Voilà le crime de l’Occident. Le Code civil comme fondation de Mein Kampf ! Quelle intelligence des choses ! Comme si on ne savait pas que l’histoire est contradictoire ! Comme si celle de la France n’avait pas ses zones de lumières et ses parts d’ombres !

Il y a de la folie mémorielle dans ces exigences.

Il y a de la folie dans cette « concurrence des victimes ». « Il y en aurait que pour les juifs » entend on dans certains cours d’histoire. « Et les massacres de Sétif », le 8 mai 1945, le jour même de la capitulation nazie. Était-ce un crime contre l’humanité commis par la France du général De Gaulle ? De quel ordre autre que symbolique pourrait survenir une réparation ?

C’est une évidence qu’il n’appartient pas à la loi de décider des contenus de l’Histoire.

Les consciences nationales portées par les États sont lentes à se mettre en cause car c’est l’Histoire du monde qu’il faudrait traduire devant les tribunaux. À quand la reconnaissance par l’Algérie des crimes commis contre les Harkis, des crimes commis par le FLN ?

Et comment réparer des blessures symboliques sinon par d’autres réparations symboliques, par le travail des historiens, par des créations de musées disant ce qui a été et sûrement pas par des lois qui s’y substitueraient ?

On ne règlera pas les injustices sociales en désignant à la vindicte populaire un bouc émissaire à haïr. Ces blessures ne se cicatriseront pas en préférant à l’examen critique des causes historiques d’autres plus faciles à nommer et à désigner.

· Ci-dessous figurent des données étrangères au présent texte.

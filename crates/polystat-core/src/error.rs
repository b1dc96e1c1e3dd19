//! Error types for the polystat pipeline.
//!
//! None of these errors ever escape [`Pipeline::recompute`](crate::Pipeline::recompute).
//! Configuration problems degrade a single tile and are reported back through
//! [`PanelState::warnings`](crate::PanelState::warnings); data problems blank
//! the whole panel to its empty state.

use thiserror::Error;

/// A configuration value names something the pipeline cannot resolve.
#[derive(Debug, Clone, PartialEq, Eq, Error)]
pub enum ConfigurationError {
    /// The aggregation operator is not one of the supported names.
    #[error("unknown aggregation operator '{operator}' for series '{series}'")]
    UnknownOperator {
        /// Operator name as configured
        operator: String,
        /// Series that was being aggregated
        series: String,
    },

    /// The unit format key has no registered formatter.
    #[error("unknown unit format '{0}'")]
    UnknownUnitFormat(String),
}

/// Raw series input could not be turned into a [`RawSeries`](crate::RawSeries).
#[derive(Debug, Clone, PartialEq, Eq, Error)]
pub enum DataError {
    /// The payload has no `datapoints` member, or it is not an array.
    #[error("series '{series}' has no datapoints")]
    MissingDatapoints {
        /// Series alias (or `<unnamed>`)
        series: String,
    },

    /// A point is not a `[value, timestamp]` pair.
    #[error("series '{series}' point {index} is malformed: {reason}")]
    MalformedPoint {
        /// Series alias
        series: String,
        /// Position of the point in the payload
        index: usize,
        /// What was wrong with it
        reason: String,
    },

    /// A point carries a NaN or infinite timestamp.
    #[error("series '{series}' point {index} has a non-finite timestamp")]
    NonFiniteTimestamp {
        /// Series alias
        series: String,
        /// Position of the point in the payload
        index: usize,
    },

    /// The payload has no usable `target` alias.
    #[error("series payload at position {0} has no target name")]
    MissingTarget(usize),

    /// The host reported a query failure instead of data.
    #[error("data source error: {0}")]
    Source(String),
}

/// Any problem the pipeline can observe while recomputing.
#[derive(Debug, Clone, PartialEq, Eq, Error)]
pub enum PipelineError {
    /// See [`ConfigurationError`].
    #[error(transparent)]
    Configuration(#[from] ConfigurationError),

    /// See [`DataError`].
    #[error(transparent)]
    Data(#[from] DataError),
}

#[cfg(test)]
mod tests {
    use super::*;

    #[test]
    fn test_unknown_operator_message_names_series() {
        let err = ConfigurationError::UnknownOperator {
            operator: "median".to_string(),
            series: "svc-a".to_string(),
        };
        assert_eq!(
            err.to_string(),
            "unknown aggregation operator 'median' for series 'svc-a'"
        );
    }

    #[test]
    fn test_pipeline_error_is_transparent() {
        let err: PipelineError = DataError::MissingTarget(3).into();
        assert_eq!(err.to_string(), "series payload at position 3 has no target name");
        assert!(matches!(err, PipelineError::Data(DataError::MissingTarget(3))));
    }
}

Ce serait un grand malheur pour tous si, dans les banlieues de l’esprit, on faisait de la désignation du « réac » la raison de son impuissance à avoir changé le monde en un monde meilleur.

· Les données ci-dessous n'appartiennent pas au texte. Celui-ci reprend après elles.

//! Per-item processing pipeline.
//!
//! Grounded on `crawl_engine::page_processor::process_single_page`'s 8-step
//! shape, with the browser-driven steps (navigate, screenshot) replaced by
//! the HTTP fetcher and static HTML parsing.

use std::collections::HashMap;
use std::path::PathBuf;
use std::sync::Arc;

use dashmap::DashMap;
use scraper::{Html, Selector};
use tokio::sync::Mutex as AsyncMutex;

use crate::checkpoint::{CheckpointBlob, PendingItem, QueueStateFile};
use crate::error::{CrawlError, FailureKind};
use crate::extractor;
use crate::fetcher::Fetcher;
use crate::progress::{ProgressBus, ProgressEvent, Stage};
use crate::queue::{AddOutcome, QueueItem, WorkQueue};
use crate::resources::ResourceDownloader;
use crate::types::{hash8, route_key, DocKind, ItemMetadata, Priority, ResourceKind, ResourceRef, RouteModel, ScrapedContent, TemplateSlot};
use crate::url_normalize;
use crate::worker_pool::ProcessOutcome;

pub struct PageProcessor {
    pub fetcher: Arc<Fetcher>,
    pub queue: Arc<WorkQueue>,
    pub resources: Arc<ResourceDownloader>,
    pub progress: Arc<ProgressBus>,
    pub job_id: String,
    pub output_dir: PathBuf,
    pub seed_url: String,

    pub templates: DashMap<DocKind, TemplateSlot>,
    pub templates_lock: AsyncMutex<()>,
    pub routes: DashMap<String, RouteModel>,
    pub content_written: std::sync::atomic::AtomicU64,

    /// Resource downloads are fire-and-forget from a worker's point of
    /// view (a page is done once its own content is written), but the
    /// engine must still be able to wait for them to settle before
    /// finalizing. Tracked here rather than joined inline.
    pub resource_tasks: AsyncMutex<tokio::task::JoinSet<()>>,
}

impl PageProcessor {
    /// Processes one popped item end to end. Returns `Success` on a
    /// retained (or intentionally skipped) page, `Retry` with a reason
    /// string when the item should be retried/failed by the queue, or
    /// `Fail` when the fetcher has already exhausted its own retry budget
    /// and the queue must not layer a second one on top.
    pub async fn process(&self, item: QueueItem) -> anyhow::Result<ProcessOutcome> {
        self.emit(Stage::PageFetch, &format!("fetching {}", item.url), 10);

        let html = match self.fetcher.fetch_text(&item.url).await {
            Ok(html) => html,
            Err(e) => {
                let kind = FailureKind::classify(&e);
                log::warn!(
                    "fetch failed for {} ({kind:?}, retryable={}), fetcher already exhausted its own retry budget",
                    item.url,
                    kind.is_retryable()
                );
                return Ok(ProcessOutcome::Fail(e.to_string()));
            }
        };

        let kind = item.metadata.kind.unwrap_or(DocKind::Reference);
        let project = item.metadata.project.clone();

        self.ensure_template(kind, &html).await?;

        self.emit(Stage::NavExtract, &format!("extracting {}", item.url), 40);
        let Some(content) = extractor::extract(&html, kind, &project) else {
            return Ok(ProcessOutcome::Retry(CrawlError::Parse(
                "no recognizable content container".to_string(),
            )
            .to_string()));
        };

        self.write_content(&item.url, kind, &project, &content)
            .await?;

        if item.metadata.is_index {
            self.enqueue_navigation(&content, &item.url, &project, kind)
                .await;
        }

        self.handoff_resources(&html, &item.url).await;

        self.emit(Stage::Processing, &format!("done {}", item.url), 80);
        Ok(ProcessOutcome::Success)
    }

    async fn ensure_template(&self, kind: DocKind, html: &str) -> anyhow::Result<()> {
        if self.templates.contains_key(&kind) {
            return Ok(());
        }
        let _guard = self.templates_lock.lock().await;
        if self.templates.contains_key(&kind) {
            return Ok(());
        }
        let Some(skin) = extractor::extract_template_skin(html, kind) else {
            return Ok(());
        };
        let path = self.output_dir.join("templates").join(format!("{kind}.html"));
        tokio::fs::write(&path, &skin).await?;
        self.templates.insert(
            kind,
            TemplateSlot {
                kind,
                skin_html: skin,
                path,
            },
        );
        Ok(())
    }

    async fn write_content(
        &self,
        url: &str,
        kind: DocKind,
        project: &str,
        content: &ScrapedContent,
    ) -> anyhow::Result<()> {
        let normalized = url_normalize::normalize(url)?;
        let filename = format!("{project}-{kind}-{}.json", hash8(normalized.as_str()));
        let path = self.output_dir.join("content").join(&filename);
        let json = serde_json::to_vec_pretty(content)?;
        tokio::fs::write(&path, &json).await?;

        let parsed = url::Url::parse(url)?;
        let is_index = self
            .routes
            .iter()
            .filter(|r| r.value().project == project && r.value().kind == kind)
            .count()
            == 0;
        let key = route_key(project, kind, parsed.path(), is_index);

        if self.routes.contains_key(&key) {
            log::warn!("route_key collision for {key}, last writer wins");
        }
        self.routes.insert(
            key.clone(),
            RouteModel {
                route_key: key,
                content_file: filename,
                title: content.title.clone(),
                project: project.to_string(),
                kind,
            },
        );
        self.content_written
            .fetch_add(1, std::sync::atomic::Ordering::Relaxed);
        Ok(())
    }

    async fn enqueue_navigation(
        &self,
        content: &ScrapedContent,
        page_url: &str,
        project: &str,
        kind: DocKind,
    ) {
        let Some(nav) = &content.nav_tree else {
            return;
        };
        let Ok(base) = url::Url::parse(page_url) else {
            return;
        };

        let mut stack = vec![nav];
        while let Some(node) = stack.pop() {
            for child in &node.children {
                stack.push(child);
                if child.href.is_empty() || child.href.starts_with('#') {
                    continue;
                }
                let Ok(resolved) = base.join(&child.href) else {
                    continue;
                };
                let resolved_str = resolved.to_string();
                if !url_normalize::in_scope(&resolved_str, &self.seed_url)
                    || url_normalize::should_skip(&resolved_str)
                {
                    continue;
                }
                let metadata = ItemMetadata {
                    project: project.to_string(),
                    kind: Some(kind),
                    is_index: false,
                };
                let outcome = self
                    .queue
                    .add(&resolved_str, Priority::Normal, metadata)
                    .await;
                if matches!(outcome, AddOutcome::DroppedQueueFull) {
                    log::warn!("queue full, dropped discovered link {resolved_str}");
                }
            }
        }
    }

    async fn handoff_resources(&self, html: &str, page_url: &str) {
        let Ok(base) = url::Url::parse(page_url) else {
            return;
        };
        let mut tasks = self.resource_tasks.lock().await;
        for resource in extract_resource_refs(html, &base) {
            let resources = self.resources.clone();
            tasks.spawn(async move {
                if let Err(e) = resources.download(&resource).await {
                    log::warn!("resource download failed for {}: {e}", resource.url);
                }
            });
        }
    }

    /// Wait for every resource download spawned so far to finish. Called
    /// by the engine before it samples `resources_downloaded()` and writes
    /// the finalize-phase files.
    pub async fn drain_resource_tasks(&self) {
        let mut tasks = self.resource_tasks.lock().await;
        while tasks.join_next().await.is_some() {}
    }

    fn emit(&self, stage: Stage, message: &str, progress_pct: u8) {
        let now_ms = now_ms();
        self.progress.emit(ProgressEvent::new(
            self.job_id.clone(),
            stage,
            message,
            progress_pct,
            now_ms,
        ));
    }

    /// Snapshot enough state to checkpoint: routes, static cache,
    /// templates, and pending queue items.
    pub async fn checkpoint_snapshot(
        &self,
        projects: Vec<String>,
        queue_state_path: PathBuf,
    ) -> (CheckpointBlob, QueueStateFile) {
        let routes: HashMap<String, RouteModel> = self
            .routes
            .iter()
            .map(|e| (e.key().clone(), e.value().clone()))
            .collect();
        let templates: HashMap<String, TemplateSlot> = self
            .templates
            .iter()
            .map(|e| (e.key().to_string(), e.value().clone()))
            .collect();

        let pending: Vec<PendingItem> = self
            .queue
            .pending_snapshot()
            .await
            .iter()
            .map(PendingItem::from)
            .collect();
        let failed: HashMap<String, String> = self.queue.failed_urls().into_iter().collect();
        let done: Vec<String> = self.queue.done_urls();

        let blob = CheckpointBlob {
            projects,
            routes,
            static_cache: self.resources.cache_snapshot(),
            templates,
            queue_state_path,
            total_queued: self
                .queue
                .stats
                .total_queued
                .load(std::sync::atomic::Ordering::Relaxed),
            total_processed: self
                .queue
                .stats
                .total_processed
                .load(std::sync::atomic::Ordering::Relaxed),
            total_failed: self
                .queue
                .stats
                .total_failed
                .load(std::sync::atomic::Ordering::Relaxed),
            total_retried: self
                .queue
                .stats
                .total_retried
                .load(std::sync::atomic::Ordering::Relaxed),
        };

        let queue_state = QueueStateFile {
            pending,
            done,
            failed,
        };

        (blob, queue_state)
    }
}

/// Extract stylesheet links, script srcs and image srcs from the DOM,
/// resolving relative URLs and skipping external/data URIs.
fn extract_resource_refs(html: &str, base: &url::Url) -> Vec<ResourceRef> {
    let doc = Html::parse_document(html);
    let mut refs = Vec::new();

    if let Ok(sel) = Selector::parse(r#"link[rel="stylesheet"]"#) {
        for el in doc.select(&sel) {
            if let Some(href) = el.value().attr("href") {
                push_resource(&mut refs, base, href, ResourceKind::Css);
            }
        }
    }
    if let Ok(sel) = Selector::parse("script[src]") {
        for el in doc.select(&sel) {
            if let Some(src) = el.value().attr("src") {
                push_resource(&mut refs, base, src, ResourceKind::Js);
            }
        }
    }
    if let Ok(sel) = Selector::parse("img[src]") {
        for el in doc.select(&sel) {
            if let Some(src) = el.value().attr("src") {
                push_resource(&mut refs, base, src, ResourceKind::Img);
            }
        }
    }

    refs
}

fn push_resource(refs: &mut Vec<ResourceRef>, base: &url::Url, raw: &str, kind: ResourceKind) {
    if raw.starts_with("data:") {
        return;
    }
    let Ok(resolved) = base.join(raw) else {
        return;
    };
    // Cross-origin static assets (e.g. a CDN-hosted font) are still
    // downloaded; only page URLs are subject to in-scope/skip rules.
    refs.push(ResourceRef {
        url: resolved.to_string(),
        kind,
        local_path: None,
        size_bytes: None,
    });
}

fn now_ms() -> u64 {
    std::time::SystemTime::now()
        .duration_since(std::time::UNIX_EPOCH)
        .map(|d| d.as_millis() as u64)
        .unwrap_or(0)
}

#[cfg(test)]
mod tests {
    use super::*;

    #[test]
    fn extract_resource_refs_resolves_relative_urls() {
        let html = r#"
            <html><head>
                <link rel="stylesheet" href="./s.css">
                <script src="/app.js"></script>
            </head><body>
                <img src="images/logo.png">
            </body></html>
        "#;
        let base = url::Url::parse("https://example.org/docs/").unwrap();
        let refs = extract_resource_refs(html, &base);

        assert_eq!(refs.len(), 3);
        assert!(refs.iter().any(|r| r.url == "https://example.org/docs/s.css"));
        assert!(refs.iter().any(|r| r.url == "https://example.org/app.js"));
        assert!(refs
            .iter()
            .any(|r| r.url == "https://example.org/docs/images/logo.png"));
    }

    #[test]
    fn extract_resource_refs_skips_data_uris() {
        let html = r#"<img src="data:image/png;base64,abc">"#;
        let base = url::Url::parse("https://example.org/docs/").unwrap();
        let refs = extract_resource_refs(html, &base);
        assert!(refs.is_empty());
    }
}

On comprend mieux le décalage qu’il y a entre la France et le reste de l’Occident.

Au fond ici, aucune leçon de l’Histoire n’a été tirée. La chute du mur de Berlin, la fin des mythes nés du communisme n’ont servi à rien car c’est le simplisme de la pensée totalitaire qui dévore toujours ceux-là mêmes qui estiment être porteurs de clairvoyance.

L’hallali sonné contre Alain Finkielkraut dit autre chose qu’une critique. C’est une vieille haine qui pointe son nez. Mettre les propos d’Alain Finkielkraut sur le même plan que ceux de Dieudonné est une indignité intellectuelle.

Christiane Taubira puis Pierre Vidal Naquet, Esther Benbassa, Michel Wieviorka et les autres signataires du texte consacré aux « démons français » publié dans le Monde du 6 décembre ne peuvent pas faire cet amalgame ou alors ces fins lecteurs ne savent plus lire ni analyser.

Écrire : « le pire des cauchemars serait celui d’un débat public où ne s’échangeraient plus que des arguments à la Dieudonné ou à la Finkielkraut, recourant aux mêmes procédés - falsifications, dénégations, occultations - et se nourrissant intellectuellement » relève de la calomnie.

Quelle leçon pouvons nous tirer de cette histoire ? Elle rappelle le sort de celui qui se fit traiter de « chien réactionnaire » par les staliniens. Arthur Koestler avait tenté de nommer avant l’heure la grande imposture du « progressisme ».

A l’évidence, Staline n’est pas mort.

Il est bien présent en France dans la tête de certains intellectuels. C’est la même mécanique qui ne voulait pas entendre ce que Kravtchenko rapportait d’Union Soviétique. Celle qui condamnait Camus pour ses propos nuancés sur la guerre d’Algérie est identique à celle qui fait de Finkielkraut, un « nouveau réactionnaire ».

Si les progressistes refusent de penser l’histoire contemporaine en termes « choc des civilisations », s’ils veulent en faire l’économie, alors ils doivent avoir le courage de penser ce qui peut y conduire.

Ce courage, Alain Finkielkraut, le « réac », le possède.